Como el subtítulo de la obra indica, Tres breves exorcismos de uso cotidiano, el espectáculo se compone de tres partes diferentes. Las dos primeras suceden sobre la pequeña mesa ante la que se sienta Carles –que se presenta con su propio nombre al público–, mientras que la tercera pide más movimiento, aunque sin alejarse demasiado de la mesa: el actor-manipulador se sube a un banco y de allí regresa a la mesa.
Creo que lo más interesante del montaje es su carácter de “estudio sobre el tiempo”, una temática que por lo general requiere de largos tratados filosóficos y que aquí se aborda prácticamente sin palabra alguna, sólo con la ayuda de pequeños gestos y de objetos de una trascendencia mínima (caramelos, los papeles que los envuelven, una pastilla efervescente de Alka-Selzer, una bolsita de papel, cerillas, granitos de café, cacahuetes…). Es decir, en vez de referirse al Tiempo desde el concepto, la palabra y el razonamiento, se le “siente” y se le “percibe” a través de pequeñas secuencias teatrales que tienen lugar sobre una mesa. Son la desnudez de estas secuencias y su rechazo a la ampulosidad lo que les da fuerza y un sentido profundo. También interviene el silencio, esa nada sonora que es el mejor metrónomo del Tiempo, cuando éste se deja aprehender sin la pompa sobreactuada de sus ritmos y síncopas. Las historias que se cuentan son simples excusas para mantener la ficción de unos referentes que pertenecen a una realidad sin artificios ni disfraces: pequeñas anécdotas de amores, rechazos y desengaños que sin embargo hablan del ser y del no ser, de la vida y de la muerte, de la nada y de su expresión llena, del vacío y de su plenitud. Los “objetos”, sean papelitos, cerillas o caramelos, gozan de una “neutralidad” emotiva y significante, idónea para expresar estos contenidos, cuya sutileza quedaría inmediatamente borrada de la escena con otros signos más cargados de intención, emociones y sentimientos.

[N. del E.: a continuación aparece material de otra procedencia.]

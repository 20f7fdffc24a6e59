//! Straight-line reference cipher.
//!
//! An independent SIMON implementation in the classic software shape:
//! expand the whole round-key array up front, then iterate the round
//! function over it. The engine never calls into this module; it exists so
//! tests and benches can compare the step-wise machine against a golden
//! model that shares no state or constants with it. The packed z-sequence
//! literals below are carried as constants rather than generated, matching
//! the published reference code.

use crate::config::CipherConfig;
use crate::error::SimonCoreError;
use crate::front::Direction;
use crate::round::mix;
use crate::utils::{bits, converter};

/// The five official z-sequences, bit i of each at position `i % 62`.
const Z_PACKED: [u64; 5] = [
    0x19C3522FB386A45F,
    0x16864FB8AD0C9F71,
    0x7369F885192C0EF5,
    0xFC2CE51207A635DB,
    0xFDC94C3A046D678B,
];

/// Reads sequence bit `index` for the given class.
fn z_bit(class: usize, index: usize) -> u64 {
    (Z_PACKED[class] >> (index % 62)) & 1
}

/// Expands the full round-key array for a configuration.
///
/// # Parameters
/// - `config`: Cipher configuration.
/// - `key`: Key words, most significant first (`config.key_words()` of them).
///
/// # Returns
/// All `config.round_count()` round keys, round 0 first.
pub fn key_schedule(config: &CipherConfig, key: &[u64]) -> Vec<u64> {
    let m = config.key_words();
    let t = config.round_count();
    let width = config.word_width();
    let class = config.z_class().index();
    debug_assert_eq!(key.len(), m);

    let c = config.word_mask() ^ 0x3;
    let mut rk: Vec<u64> = Vec::with_capacity(t);
    rk.extend(key.iter().rev());
    for i in m..t {
        let z = z_bit(class, i - m);
        let mut word = c ^ z ^ rk[i - m] ^ bits::rotate_right(rk[i - 1], 3, width);
        word ^= bits::rotate_right(rk[i - 1], 4, width);
        if m == 4 {
            word ^= rk[i - 3] ^ bits::rotate_right(rk[i - 3], 1, width);
        }
        rk.push(word);
    }
    rk
}

/// Encrypts one block.
///
/// # Parameters
/// - `config`: Cipher configuration.
/// - `key`: Key words, most significant first.
/// - `text`: Plaintext block `[x, y]`, most significant word first.
///
/// # Returns
/// Ciphertext block `[x, y]`.
pub fn encrypt_block(config: &CipherConfig, key: &[u64], text: [u64; 2]) -> [u64; 2] {
    let width = config.word_width();
    let rk = key_schedule(config, key);
    let (mut x, mut y) = (text[0], text[1]);
    for &round_key in &rk {
        let next_x = y ^ mix(x, width) ^ round_key;
        y = x;
        x = next_x;
    }
    [x, y]
}

/// Decrypts one block.
///
/// # Parameters
/// - `config`: Cipher configuration.
/// - `key`: Key words, most significant first.
/// - `text`: Ciphertext block `[x, y]`, most significant word first.
///
/// # Returns
/// Plaintext block `[x, y]`.
pub fn decrypt_block(config: &CipherConfig, key: &[u64], text: [u64; 2]) -> [u64; 2] {
    let width = config.word_width();
    let rk = key_schedule(config, key);
    let (mut x, mut y) = (text[0], text[1]);
    for &round_key in rk.iter().rev() {
        let prev_y = x ^ mix(y, width) ^ round_key;
        x = y;
        y = prev_y;
    }
    [x, y]
}

/// Byte-level entry point mirroring the classic testbench glue: unpack
/// little-endian bytes to words, run the cipher, repack.
///
/// # Parameters
/// - `config`: Cipher configuration.
/// - `direction`: Encrypt or decrypt.
/// - `key`: `key_words * word_width / 8` key bytes, little endian.
/// - `text`: One block of `2 * word_width / 8` bytes, little endian.
///
/// # Errors
/// Returns [`SimonCoreError::InvalidByteArrayLength`] if either slice does
/// not divide into whole words or the text is not exactly one block, and
/// [`SimonCoreError::KeyLengthMismatch`] if the key does not unpack to the
/// configured word count.
pub fn run_bytes(
    config: &CipherConfig,
    direction: Direction,
    key: &[u8],
    text: &[u8],
) -> Result<Vec<u8>, SimonCoreError> {
    let width = config.word_width();
    // Little-endian unpacking yields least significant word first; the
    // word-level API wants most significant first.
    let mut key_words = converter::bytes_to_words(key, width)?;
    key_words.reverse();
    if key_words.len() != config.key_words() {
        return Err(SimonCoreError::KeyLengthMismatch {
            expected: config.key_words(),
            found: key_words.len(),
        });
    }
    let text_words = converter::bytes_to_words(text, width)?;
    if text_words.len() != 2 {
        return Err(SimonCoreError::InvalidByteArrayLength {
            word_bytes: (width / 8) as usize,
            found: text.len(),
        });
    }
    let block = [text_words[1], text_words[0]];
    let out = match direction {
        Direction::Encrypt => encrypt_block(config, &key_words, block),
        Direction::Decrypt => decrypt_block(config, &key_words, block),
    };
    Ok(converter::words_to_bytes(&[out[1], out[0]], width))
}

En su tercer “exorcismo”, en la obra confluyen temáticamente el tiempo y su complemento, el espacio: cuando el personaje busca una dirección en un mapa y la encuentra, para llegar a ella simplemente se sube sobre el mapa y coloca los pies encima del punto indicado. El hallazgo, seguramente uno de los más agudos del montaje, combina realidad e imaginación en una intersección en la que se superponen diferentes dimensiones del tiempo y del espacio. Mientras que en el episodio final, el más teatral de todos en el sentido estricto de la palabra (el más actoral e interpretativo), el actor se convierte en personaje para explicarnos la lucha que todos encarnamos entre el orden y el caos.
Tres pequeños exorcismos de teatro de objetos que yo no dudaría en calificar también como tres pequeños y preciosos estudios filosóficos sobre el tiempo y el espacio.